• What is required
The records below should be written out again, exactly.

• Records supplied
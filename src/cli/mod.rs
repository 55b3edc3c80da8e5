//! Command-line interface layer.
//!
//! Separate from `core` and `output` so that lrloc can be used as a library.

use anyhow::Result;

mod args;
pub mod commands;
mod exit_status;
mod report;
mod run;

pub use args::{Arguments, Command, ExtractArgs, ExtractCommand};
pub use exit_status::ExitStatus;
pub use report::{FAILURE_MARK, SUCCESS_MARK};

pub fn run_cli(args: Arguments) -> Result<ExitStatus> {
    let verbose = args.verbose();

    let Some(args) = args.with_command_or_help() else {
        return Ok(ExitStatus::Success);
    };

    let result = run::run(args)?;
    report::print(&result, verbose);

    Ok(result.exit_status())
}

• Answer to this task
filename src/cli/mod.rs
repository 55b3edc3c80da8e5
//! Command-line interface layer.
//!
//! Separate from `core` and `output` so that lrloc can be used as a library.

use anyhow::Result;

mod args;
pub mod commands;
mod exit_status;
mod report;
mod run;

pub use args::{Arguments, Command, ExtractArgs, ExtractCommand};
pub use exit_status::ExitStatus;
pub use report::{FAILURE_MARK, SUCCESS_MARK};

pub fn run_cli(args: Arguments) -> Result<ExitStatus> {
    let verbose = args.verbose();

    let Some(args) = args.with_command_or_help() else {
        return Ok(ExitStatus::Success);
    };

    let result = run::run(args)?;
    report::print(&result, verbose);

    Ok(result.exit_status())
}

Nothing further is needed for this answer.